Probabilistic Robustness in Deep Learning: A Concise yet Comprehensive Guide
This work addresses the problem of making deep learning more reliable for safety-critical domains, but it is incremental as it builds on existing adversarial robustness research.
The paper tackles the challenge of ensuring robustness in deep learning for safety-critical applications by focusing on probabilistic robustness, which quantifies failure likelihood under stochastic perturbations, and introduces a reformulated min-max optimization framework for adversarial training to improve it.
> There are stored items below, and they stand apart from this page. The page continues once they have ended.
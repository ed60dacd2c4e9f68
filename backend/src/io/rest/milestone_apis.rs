//! # REST API for Milestones
//!
//! Achieved milestones per child, upcoming suggestions, progress and the
//! public template catalog.

use axum::extract::{Path, Query, State};
use axum::http::StatusCode;
use axum::Json;
use tracing::info;

use crate::io::rest::auth::AuthUser;
use crate::io::rest::error::ApiResult;
use crate::io::rest::mappers::MilestoneMapper;
use crate::AppState;
use shared::{
    AchieveMilestoneRequest, CreateMilestoneRequest, Milestone, MilestoneProgress,
    MilestoneTemplate, TemplateQuery,
};

/// POST /milestones/child/:childId
pub async fn create_milestone(
    State(state): State<AppState>,
    user: AuthUser,
    Path(child_id): Path<String>,
    Json(request): Json<CreateMilestoneRequest>,
) -> ApiResult<(StatusCode, Json<Milestone>)> {
    info!("POST /milestones/child/{}", child_id);

    let command = MilestoneMapper::to_create_command(request);
    let created = state
        .milestone_service
        .create_milestone(user.id(), &child_id, command)
        .await?;
    Ok((StatusCode::CREATED, Json(MilestoneMapper::to_dto_with_template(created))))
}

/// GET /milestones/child/:childId
pub async fn list_milestones(
    State(state): State<AppState>,
    user: AuthUser,
    Path(child_id): Path<String>,
) -> ApiResult<Json<Vec<Milestone>>> {
    info!("GET /milestones/child/{}", child_id);

    let milestones = state.milestone_service.list_milestones(user.id(), &child_id).await?;
    Ok(Json(
        milestones
            .into_iter()
            .map(MilestoneMapper::to_dto_with_template)
            .collect(),
    ))
}

/// GET /milestones/child/:childId/upcoming
pub async fn upcoming_milestones(
    State(state): State<AppState>,
    user: AuthUser,
    Path(child_id): Path<String>,
) -> ApiResult<Json<Vec<MilestoneTemplate>>> {
    info!("GET /milestones/child/{}/upcoming", child_id);

    let templates = state
        .milestone_service
        .upcoming_milestones(user.id(), &child_id)
        .await?;
    Ok(Json(templates.into_iter().map(MilestoneMapper::to_template_dto).collect()))
}

/// GET /milestones/child/:childId/progress
pub async fn milestone_progress(
    State(state): State<AppState>,
    user: AuthUser,
    Path(child_id): Path<String>,
) -> ApiResult<Json<MilestoneProgress>> {
    info!("GET /milestones/child/{}/progress", child_id);

    let progress = state.milestone_service.progress(user.id(), &child_id).await?;
    Ok(Json(MilestoneMapper::to_progress_dto(progress)))
}

/// PATCH /milestones/:id/achieve
pub async fn achieve_milestone(
    State(state): State<AppState>,
    user: AuthUser,
    Path(milestone_id): Path<String>,
    Json(request): Json<AchieveMilestoneRequest>,
) -> ApiResult<Json<Milestone>> {
    info!("PATCH /milestones/{}/achieve", milestone_id);

    let command = MilestoneMapper::to_achieve_command(request);
    let milestone = state
        .milestone_service
        .achieve_milestone(user.id(), &milestone_id, command)
        .await?;
    Ok(Json(MilestoneMapper::to_dto(milestone, None)))
}

/// GET /milestones/templates?category=
pub async fn list_templates(
    State(state): State<AppState>,
    Query(query): Query<TemplateQuery>,
) -> ApiResult<Json<Vec<MilestoneTemplate>>> {
    info!("GET /milestones/templates category={:?}", query.category);

    let templates = state
        .milestone_service
        .list_templates(query.category.as_deref())
        .await?;
    Ok(Json(templates.into_iter().map(MilestoneMapper::to_template_dto).collect()))
}
use shared::{UpdateProfileRequest, User as SharedUser};

use crate::domain::calendar::format_timestamp;
use crate::domain::commands::user::UpdateProfileCommand;
use crate::domain::models::user::User;

/// Mapper between the profile DTOs and the user model. The API token never
/// leaves the backend.
pub struct UserMapper;

impl UserMapper {
    pub fn to_dto(domain: User) -> SharedUser {
        SharedUser {
            id: domain.id,
            email: domain.email,
            name: domain.name,
            avatar_url: domain.avatar_url,
            preferences: domain.preferences,
            created_at: format_timestamp(&domain.created_at),
            updated_at: format_timestamp(&domain.updated_at),
        }
    }

    pub fn to_update_command(request: UpdateProfileRequest) -> UpdateProfileCommand {
        UpdateProfileCommand {
            name: request.name,
            avatar_url: request.avatar_url,
            preferences: request.preferences,
        }
    }
}
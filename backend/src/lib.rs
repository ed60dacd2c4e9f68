//! # LittleSteps Backend
//!
//! REST service behind the LittleSteps parenting tracker: child profiles,
//! developmental milestones, growth measurements, daily care logs and
//! age-based content.
//!
//! ## Architecture
//!
//! - **io**: axum handlers, bearer-token auth, DTO mappers
//! - **domain**: services holding every business rule
//! - **storage**: storage traits with SQLite repositories behind them
//!
//! [`initialize_backend`] wires the layers together and [`create_router`]
//! exposes them over HTTP.

pub mod config;
pub mod domain;
pub mod io;
pub mod storage;

#[cfg(test)]
pub(crate) mod test_utils;

use std::sync::Arc;

use anyhow::{Context, Result};
use axum::http::{header, HeaderValue, Method};
use axum::routing::{get, patch};
use axum::Router;
use tower_http::cors::CorsLayer;
use tower_http::trace::TraceLayer;
use tracing::{info, warn};

use crate::config::AppConfig;
use crate::domain::calendar::{LocalCalendar, SharedClock};
use crate::domain::{ChildService, ContentService, MilestoneService, TrackingService, UserService};
use crate::io::rest::{child_apis, content_apis, health_apis, milestone_apis, tracking_apis, user_apis};
use crate::storage::seed::seed_catalog;
use crate::storage::sqlite::{
    ChildRepository, ContentRepository, DailyLogRepository, DbConnection, GrowthRepository,
    MilestoneRepository, UserRepository,
};

/// Services shared by every handler
#[derive(Clone)]
pub struct AppState {
    pub db: DbConnection,
    pub child_service: ChildService,
    pub milestone_service: MilestoneService,
    pub tracking_service: TrackingService,
    pub content_service: ContentService,
    pub user_service: UserService,
}

impl AppState {
    /// Build every service on top of one database connection
    pub fn new(db: DbConnection, calendar: LocalCalendar) -> Self {
        let users = Arc::new(UserRepository::new(db.clone()));
        let children = Arc::new(ChildRepository::new(db.clone()));
        let milestones = Arc::new(MilestoneRepository::new(db.clone()));
        let growth = Arc::new(GrowthRepository::new(db.clone()));
        let logs = Arc::new(DailyLogRepository::new(db.clone()));
        let content = Arc::new(ContentRepository::new(db.clone()));

        Self {
            child_service: ChildService::new(
                children.clone(),
                milestones.clone(),
                growth.clone(),
                calendar.clone(),
            ),
            milestone_service: MilestoneService::new(
                children.clone(),
                milestones.clone(),
                milestones,
                calendar.clone(),
            ),
            tracking_service: TrackingService::new(children, growth, logs, calendar.clone()),
            content_service: ContentService::new(content, calendar.clone()),
            user_service: UserService::new(users, calendar),
            db,
        }
    }
}

/// Connect storage, seed the catalog and provision configured users
pub async fn initialize_backend(config: &AppConfig, clock: SharedClock) -> Result<AppState> {
    info!("Setting up database");
    let db = DbConnection::new(&config.database_url, config.max_connections)
        .await
        .with_context(|| format!("Failed to open database {}", config.database_url))?;

    let calendar = LocalCalendar::new(clock, config.utc_offset()?);
    let state = AppState::new(db.clone(), calendar);

    if config.seed_catalog {
        let catalog = MilestoneRepository::new(db.clone());
        let content = ContentRepository::new(db);
        seed_catalog(&catalog, &content).await?;
    }

    state
        .user_service
        .bootstrap_users(&config.users)
        .await
        .context("Failed to provision configured users")?;
    if config.users.is_empty() {
        warn!("No users configured; every authenticated endpoint will answer 401");
    }

    Ok(state)
}

fn cors_layer(origins: &[String]) -> CorsLayer {
    let origins: Vec<HeaderValue> = origins
        .iter()
        .filter_map(|origin| match origin.parse::<HeaderValue>() {
            Ok(value) => Some(value),
            Err(_) => {
                warn!("Ignoring invalid CORS origin {}", origin);
                None
            }
        })
        .collect();

    CorsLayer::new()
        .allow_origin(origins)
        .allow_methods([Method::GET, Method::POST, Method::PATCH, Method::DELETE])
        .allow_headers([header::AUTHORIZATION, header::CONTENT_TYPE])
}

/// Create the Axum router with all routes configured
pub fn create_router(state: AppState, cors_origins: &[String]) -> Router {
    let child_routes = Router::new()
        .route("/", get(child_apis::list_children).post(child_apis::create_child))
        .route(
            "/:id",
            get(child_apis::get_child)
                .patch(child_apis::update_child)
                .delete(child_apis::delete_child),
        );

    let milestone_routes = Router::new()
        .route("/templates", get(milestone_apis::list_templates))
        .route(
            "/child/:child_id",
            get(milestone_apis::list_milestones).post(milestone_apis::create_milestone),
        )
        .route("/child/:child_id/upcoming", get(milestone_apis::upcoming_milestones))
        .route("/child/:child_id/progress", get(milestone_apis::milestone_progress))
        .route("/:id/achieve", patch(milestone_apis::achieve_milestone));

    let tracking_routes = Router::new()
        .route(
            "/growth/:child_id",
            get(tracking_apis::list_growth_records).post(tracking_apis::create_growth_record),
        )
        .route("/growth/:child_id/latest", get(tracking_apis::latest_growth_record))
        .route(
            "/logs/:child_id",
            get(tracking_apis::list_daily_logs).post(tracking_apis::create_daily_log),
        )
        .route("/logs/:child_id/summary", get(tracking_apis::daily_summary));

    let content_routes = Router::new()
        .route("/tip-of-the-day", get(content_apis::tip_of_the_day))
        .route("/tips", get(content_apis::list_tips))
        .route("/articles", get(content_apis::list_articles))
        .route("/articles/:slug", get(content_apis::get_article));

    Router::new()
        .route("/health", get(health_apis::health))
        .route("/users/profile", get(user_apis::get_profile).patch(user_apis::update_profile))
        .nest("/children", child_routes)
        .nest("/milestones", milestone_routes)
        .nest("/tracking", tracking_routes)
        .nest("/content", content_routes)
        .layer(cors_layer(cors_origins))
        .layer(TraceLayer::new_for_http())
        .with_state(state)
}
//! # SQLite Storage Module
//!
//! - **connection.rs** - pool setup and schema creation
//! - **repositories/** - one repository per aggregate, each implementing the
//!   matching trait from [`crate::storage::traits`]

pub mod connection;
pub mod repositories;

pub use connection::DbConnection;
pub use repositories::{
    ChildRepository, ContentRepository, DailyLogRepository, GrowthRepository, MilestoneRepository,
    UserRepository,
};
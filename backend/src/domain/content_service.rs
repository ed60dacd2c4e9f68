//! Parenting tips and articles.

use std::sync::Arc;

use tracing::{info, warn};

use crate::domain::calendar::LocalCalendar;
use crate::domain::commands::content::{ArticleListQuery, ArticleListResult, Pagination};
use crate::domain::error::{DomainError, DomainResult};
use crate::domain::models::content::{Article, Tip};
use crate::storage::traits::ContentStorage;

pub const DEFAULT_TIP_LIMIT: u32 = 10;
pub const DEFAULT_ARTICLE_LIMIT: u32 = 10;
pub const MAX_PAGE_SIZE: u32 = 50;

/// Index of the tip shown on a given day of the year
pub fn tip_index(day_of_year: u32, tip_count: usize) -> usize {
    day_of_year as usize % tip_count
}

#[derive(Clone)]
pub struct ContentService {
    content: Arc<dyn ContentStorage>,
    calendar: LocalCalendar,
}

impl ContentService {
    pub fn new(content: Arc<dyn ContentStorage>, calendar: LocalCalendar) -> Self {
        Self { content, calendar }
    }

    /// One matching tip that rotates daily, or the built-in welcome tip when
    /// nothing covers `age_months`
    pub async fn tip_of_the_day(&self, age_months: u32) -> DomainResult<Tip> {
        let mut tips = self.content.list_tips_for_age(age_months, None).await?;
        if tips.is_empty() {
            info!("No tips for {} months, using default tip", age_months);
            return Ok(Tip::default_tip());
        }

        let index = tip_index(self.calendar.day_of_year(), tips.len());
        Ok(tips.swap_remove(index))
    }

    pub async fn tips_for_age(&self, age_months: u32, limit: Option<u32>) -> DomainResult<Vec<Tip>> {
        let limit = check_limit(limit, DEFAULT_TIP_LIMIT)?;
        Ok(self.content.list_tips_for_age(age_months, Some(limit)).await?)
    }

    pub async fn list_articles(&self, query: ArticleListQuery) -> DomainResult<ArticleListResult> {
        let page = query.page.unwrap_or(1);
        if page == 0 {
            return Err(DomainError::validation("page must be at least 1"));
        }
        let limit = check_limit(query.limit, DEFAULT_ARTICLE_LIMIT)?;
        let offset = (page - 1).saturating_mul(limit);

        let articles = self.content.list_articles(&query.filter, offset, limit).await?;
        let total = self.content.count_articles(&query.filter).await?;

        Ok(ArticleListResult {
            articles,
            pagination: Pagination {
                page,
                limit,
                total,
                total_pages: total.div_ceil(limit),
            },
        })
    }

    pub async fn article_by_slug(&self, slug: &str) -> DomainResult<Article> {
        match self.content.get_published_article(slug).await? {
            Some(article) => Ok(article),
            None => {
                warn!("Article '{}' not found", slug);
                Err(DomainError::not_found("Article not found"))
            }
        }
    }
}

fn check_limit(limit: Option<u32>, default: u32) -> DomainResult<u32> {
    match limit {
        None => Ok(default),
        Some(limit) if (1..=MAX_PAGE_SIZE).contains(&limit) => Ok(limit),
        Some(_) => Err(DomainError::validation(format!(
            "limit must be between 1 and {}",
            MAX_PAGE_SIZE
        ))),
    }
}
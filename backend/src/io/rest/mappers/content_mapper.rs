use shared::{
    Article as SharedArticle, ArticleListResponse, ArticleQuery, PaginationInfo, Tip as SharedTip,
};

use crate::domain::calendar::format_timestamp;
use crate::domain::commands::content::{ArticleListQuery, ArticleListResult};
use crate::domain::models::content::{Article, ArticleFilter, Tip};

/// Mapper between the content DTOs and the tip/article models
pub struct ContentMapper;

impl ContentMapper {
    pub fn to_tip_dto(domain: Tip) -> SharedTip {
        SharedTip {
            id: domain.id,
            title: domain.title,
            content: domain.content,
            category: domain.category,
            icon_name: domain.icon_name,
            age_months_min: domain.age_months_min,
            age_months_max: domain.age_months_max,
        }
    }

    pub fn to_article_dto(domain: Article) -> SharedArticle {
        SharedArticle {
            id: domain.id,
            title: domain.title,
            slug: domain.slug,
            excerpt: domain.excerpt,
            content: domain.content,
            image_url: domain.image_url,
            category: domain.category,
            tags: domain.tags,
            read_time_min: domain.read_time_min,
            age_months_min: domain.age_months_min,
            age_months_max: domain.age_months_max,
            published_at: domain.published_at.as_ref().map(format_timestamp),
        }
    }

    pub fn to_article_list_dto(result: ArticleListResult) -> ArticleListResponse {
        ArticleListResponse {
            articles: result.articles.into_iter().map(Self::to_article_dto).collect(),
            pagination: PaginationInfo {
                page: result.pagination.page,
                limit: result.pagination.limit,
                total: result.pagination.total,
                total_pages: result.pagination.total_pages,
            },
        }
    }

    pub fn to_article_query(query: ArticleQuery) -> ArticleListQuery {
        ArticleListQuery {
            filter: ArticleFilter {
                category: query.category.filter(|c| !c.trim().is_empty()),
                age_months: query.age_months,
            },
            page: query.page,
            limit: query.limit,
        }
    }
}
Deep learning (DL) has demonstrated significant potential across various safety-critical applications, yet ensuring its robustness remains a key challenge. While adversarial robustness has been extensively studied in worst-case scenarios, probabilistic robustness (PR) offers a more practical perspective by quantifying the likelihood of failures under stochastic perturbations. This paper provides a concise yet comprehensive overview of PR, covering its formal definitions, evaluation and enhancement methods. We introduce a reformulated ''min-max'' optimisation framework for adversarial training specifically designed to improve PR. Furthermore, we explore the integration of PR verification evidence into system-level safety assurance, addressing challenges in translating DL model-level robustness to system-level claims. Finally, we highlight open research questions, including benchmarking PR evaluation methods, extending PR to generative AI tasks, and developing rigorous methodologies and case studies for system-level integration.